# Exercise goal:
From the data, return each line holding the word "PartialTrackerSettings".

# Extracted entries:
use std::time::Duration;

use serde::Deserialize;

/// Top-level configuration settings for the application.
#[derive(Debug, Deserialize, Clone)]
pub struct Settings {
    pub server: ServerSettings,
    pub debug: DebugSettings,
    pub broker: BrokerSettings,
    pub tracker: TrackerSettings,
    pub ingest: IngestSettings,
    pub feed: FeedSettings,
}

/// Host and port for the WebSocket gateway.
#[derive(Debug, Deserialize, Clone)]
pub struct ServerSettings {
    pub host: String,
    pub port: u16,
}

/// The read-only debug HTTP surface. Binds on `server.host`.
#[derive(Debug, Deserialize, Clone)]
pub struct DebugSettings {
    pub enabled: bool,
    pub port: u16,
}

/// Fanout and liveness parameters shared by every publisher and subscriber.
///
/// `heartbeat_timeout_ms` must exceed `heartbeat_interval_ms`, otherwise
/// every subscription would look stale between two heartbeats.
#[derive(Debug, Deserialize, Clone)]
pub struct BrokerSettings {
    pub heartbeat_interval_ms: u64,
    pub heartbeat_timeout_ms: u64,
    pub batch_size: usize,
    pub call_timeout_ms: u64,
    pub subscriber_shards: usize,
    pub data_dir: String,
}

impl BrokerSettings {
    pub fn heartbeat_interval(&self) -> Duration {
        Duration::from_millis(self.heartbeat_interval_ms)
    }

    pub fn heartbeat_timeout(&self) -> Duration {
        Duration::from_millis(self.heartbeat_timeout_ms)
    }

    pub fn call_timeout(&self) -> Duration {
        Duration::from_millis(self.call_timeout_ms)
    }
}

/// Retention and aggregation for the debug tracker.
#[derive(Debug, Deserialize, Clone)]
pub struct TrackerSettings {
    pub max_interactions: usize,
    pub cleanup_interval_ms: u64,
    pub liveness_window_ms: u64,
    pub overview_window_ms: u64,
    pub event_buffer: usize,
    pub top_components: usize,
}

impl TrackerSettings {
    pub fn cleanup_interval(&self) -> Duration {
        Duration::from_millis(self.cleanup_interval_ms)
    }
}

/// Redelivery policy of the value ingress queue.
#[derive(Debug, Deserialize, Clone)]
pub struct IngestSettings {
    pub buffer: usize,
    pub max_attempts: u32,
    pub retry_delay_ms: u64,
}

impl IngestSettings {
    pub fn retry_delay(&self) -> Duration {
        Duration::from_millis(self.retry_delay_ms)
    }
}

/// The synthetic ticker feed. Disabled unless asked for.
#[derive(Debug, Deserialize, Clone)]
pub struct FeedSettings {
    pub enabled: bool,
    pub interval_ms: u64,
}

/// Partial configuration settings loaded from files or environment.
///
/// Allows partial specification of settings. Missing values are filled from
/// `Settings::default()`.
#[derive(Debug, Default, Deserialize)]
pub struct PartialSettings {
    pub server: Option<PartialServerSettings>,
    pub debug: Option<PartialDebugSettings>,
    pub broker: Option<PartialBrokerSettings>,
    pub tracker: Option<PartialTrackerSettings>,
    pub ingest: Option<PartialIngestSettings>,
    pub feed: Option<PartialFeedSettings>,
}

#[derive(Debug, Default, Deserialize)]
pub struct PartialServerSettings {
    pub host: Option<String>,
    pub port: Option<u16>,
}

#[derive(Debug, Default, Deserialize)]
pub struct PartialDebugSettings {
    pub enabled: Option<bool>,
    pub port: Option<u16>,
}

#[derive(Debug, Default, Deserialize)]
pub struct PartialBrokerSettings {
    pub heartbeat_interval_ms: Option<u64>,
    pub heartbeat_timeout_ms: Option<u64>,
    pub batch_size: Option<usize>,
    pub call_timeout_ms: Option<u64>,
    pub subscriber_shards: Option<usize>,
    pub data_dir: Option<String>,
}

#[derive(Debug, Default, Deserialize)]
pub struct PartialTrackerSettings {
    pub max_interactions: Option<usize>,
    pub cleanup_interval_ms: Option<u64>,
    pub liveness_window_ms: Option<u64>,
    pub overview_window_ms: Option<u64>,
    pub event_buffer: Option<usize>,
    pub top_components: Option<usize>,
}

#[derive(Debug, Default, Deserialize)]
pub struct PartialIngestSettings {
    pub buffer: Option<usize>,
    pub max_attempts: Option<u32>,
    pub retry_delay_ms: Option<u64>,
}

#[derive(Debug, Default, Deserialize)]
pub struct PartialFeedSettings {
    pub enabled: Option<bool>,
    pub interval_ms: Option<u64>,
}

impl PartialSettings {
    /// Merge with defaults, section by section.
    pub fn resolve(self) -> Settings {
        let default = Settings::default();
        let server = self.server.unwrap_or_default();
        let debug = self.debug.unwrap_or_default();
        let broker = self.broker.unwrap_or_default();
        let tracker = self.tracker.unwrap_or_default();
        let ingest = self.ingest.unwrap_or_default();
        let feed = self.feed.unwrap_or_default();

        Settings {
            server: ServerSettings {
                host: server.host.unwrap_or(default.server.host),
                port: server.port.unwrap_or(default.server.port),
            },
            debug: DebugSettings {
                enabled: debug.enabled.unwrap_or(default.debug.enabled),
                port: debug.port.unwrap_or(default.debug.port),
            },
            broker: BrokerSettings {
                heartbeat_interval_ms: broker
                    .heartbeat_interval_ms
                    .unwrap_or(default.broker.heartbeat_interval_ms),
                heartbeat_timeout_ms: broker
                    .heartbeat_timeout_ms
                    .unwrap_or(default.broker.heartbeat_timeout_ms),
                batch_size: broker.batch_size.unwrap_or(default.broker.batch_size),
                call_timeout_ms: broker
                    .call_timeout_ms
                    .unwrap_or(default.broker.call_timeout_ms),
                subscriber_shards: broker
                    .subscriber_shards
                    .unwrap_or(default.broker.subscriber_shards),
                data_dir: broker.data_dir.unwrap_or(default.broker.data_dir),
            },
            tracker: TrackerSettings {
                max_interactions: tracker
                    .max_interactions
                    .unwrap_or(default.tracker.max_interactions),
                cleanup_interval_ms: tracker
                    .cleanup_interval_ms
                    .unwrap_or(default.tracker.cleanup_interval_ms),
                liveness_window_ms: tracker
                    .liveness_window_ms
                    .unwrap_or(default.tracker.liveness_window_ms),
                overview_window_ms: tracker
                    .overview_window_ms
                    .unwrap_or(default.tracker.overview_window_ms),
                event_buffer: tracker.event_buffer.unwrap_or(default.tracker.event_buffer),
                top_components: tracker
                    .top_components
                    .unwrap_or(default.tracker.top_components),
            },
            ingest: IngestSettings {
                buffer: ingest.buffer.unwrap_or(default.ingest.buffer),
                max_attempts: ingest.max_attempts.unwrap_or(default.ingest.max_attempts),
                retry_delay_ms: ingest
                    .retry_delay_ms
                    .unwrap_or(default.ingest.retry_delay_ms),
            },
            feed: FeedSettings {
                enabled: feed.enabled.unwrap_or(default.feed.enabled),
                interval_ms: feed.interval_ms.unwrap_or(default.feed.interval_ms),
            },
        }
    }
}

/// Provides default values for `Settings`.
impl Default for Settings {
    fn default() -> Self {
        Self {
            server: ServerSettings {
                host: "127.0.0.1".to_string(),
                port: 8080,
            },
            debug: DebugSettings {
                enabled: true,
                port: 8081,
            },
            broker: BrokerSettings {
                heartbeat_interval_ms: 10_000,
                heartbeat_timeout_ms: 30_000,
                batch_size: 10,
                call_timeout_ms: 5_000,
                subscriber_shards: 1,
                data_dir: "tickcast_db".to_string(),
            },
            tracker: TrackerSettings {
                max_interactions: 1000,
                cleanup_interval_ms: 60_000,
                liveness_window_ms: 5 * 60_000,
                overview_window_ms: 5 * 60_000,
                event_buffer: 4096,
                top_components: 10,
            },
            ingest: IngestSettings {
                buffer: 1024,
                max_attempts: 5,
                retry_delay_ms: 500,
            },
            feed: FeedSettings {
                enabled: false,
                interval_ms: 2_000,
            },
        }
    }
}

# Response area:
    pub tracker: Option<PartialTrackerSettings>,
pub struct PartialTrackerSettings {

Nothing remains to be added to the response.